Where the word "healthy" shows up in a line below, that line is counted. State how many lines are counted, without any other words.

___ EXTRACTED INFORMATION

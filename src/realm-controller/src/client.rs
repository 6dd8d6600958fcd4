// Copyright Materialize, Inc. and contributors. All rights reserved.
//
// Use of this software is governed by the Business Source License
// included in the LICENSE file.
//
// As of the Change Date specified in that file, in accordance with
// the Business Source License, use of this software will be governed
// by the Apache License, Version 2.0.

//! Talking to the replicas of an instance.

use std::fmt;
use std::time::Duration;

use anyhow::{bail, Context};
use async_trait::async_trait;
use serde::Deserialize;

/// Queries the health and session endpoints that every replica serves.
#[async_trait]
pub trait ReplicaClient: fmt::Debug + Send + Sync {
    /// Whether the replica at `address` reports itself healthy.
    async fn health(&self, address: &str) -> Result<bool, anyhow::Error>;

    /// The number of user sessions active on the replica at `address`.
    async fn active_sessions(&self, address: &str) -> Result<u64, anyhow::Error>;
}

/// Configures an [`HttpReplicaClient`].
#[derive(Debug, Clone)]
pub struct HttpReplicaClientConfig {
    pub health_path: String,
    pub sessions_path: String,
    pub request_timeout: Duration,
}

impl Default for HttpReplicaClientConfig {
    fn default() -> Self {
        HttpReplicaClientConfig {
            health_path: "/healthz".into(),
            sessions_path: "/api/sessions".into(),
            request_timeout: Duration::from_secs(2),
        }
    }
}

/// A [`ReplicaClient`] that speaks HTTP.
///
/// The health endpoint is healthy when it answers with a success status. The
/// sessions endpoint answers with `{"activeSessions": <n>}`.
#[derive(Debug, Clone)]
pub struct HttpReplicaClient {
    client: reqwest::Client,
    config: HttpReplicaClientConfig,
}

#[derive(Deserialize)]
#[serde(rename_all = "camelCase")]
struct SessionsResponse {
    active_sessions: u64,
}

impl HttpReplicaClient {
    pub fn new(config: HttpReplicaClientConfig) -> Result<HttpReplicaClient, anyhow::Error> {
        let client = reqwest::Client::builder()
            .timeout(config.request_timeout)
            .build()
            .context("building HTTP client")?;
        Ok(HttpReplicaClient { client, config })
    }

    fn url(&self, address: &str, path: &str) -> String {
        format!("http://{address}{path}")
    }
}

#[async_trait]
impl ReplicaClient for HttpReplicaClient {
    async fn health(&self, address: &str) -> Result<bool, anyhow::Error> {
        let response = self
            .client
            .get(self.url(address, &self.config.health_path))
            .send()
            .await?;
        Ok(response.status().is_success())
    }

    async fn active_sessions(&self, address: &str) -> Result<u64, anyhow::Error> {
        let response = self
            .client
            .get(self.url(address, &self.config.sessions_path))
            .send()
            .await?;
        if !response.status().is_success() {
            bail!("session endpoint of {address} returned {}", response.status());
        }
        let body: SessionsResponse = response.json().await?;
        Ok(body.active_sessions)
    }
}
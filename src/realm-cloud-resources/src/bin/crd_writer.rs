// Copyright Materialize, Inc. and contributors. All rights reserved.
//
// Use of this software is governed by the Business Source License
// included in the LICENSE file.
//
// As of the Change Date specified in that file, in accordance with
// the Business Source License, use of this software will be governed
// by the Apache License, Version 2.0.

//! Prints the custom resource definitions realmd relies on, as a JSON list
//! suitable for `kubectl apply -f -`.

fn main() -> Result<(), serde_json::Error> {
    let definitions = realm_cloud_resources::crd::definitions();
    let list = serde_json::json!({
        "apiVersion": "v1",
        "kind": "List",
        "items": definitions,
    });
    println!("{}", serde_json::to_string_pretty(&list)?);
    Ok(())
}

______

**ANSWER BELOW**
2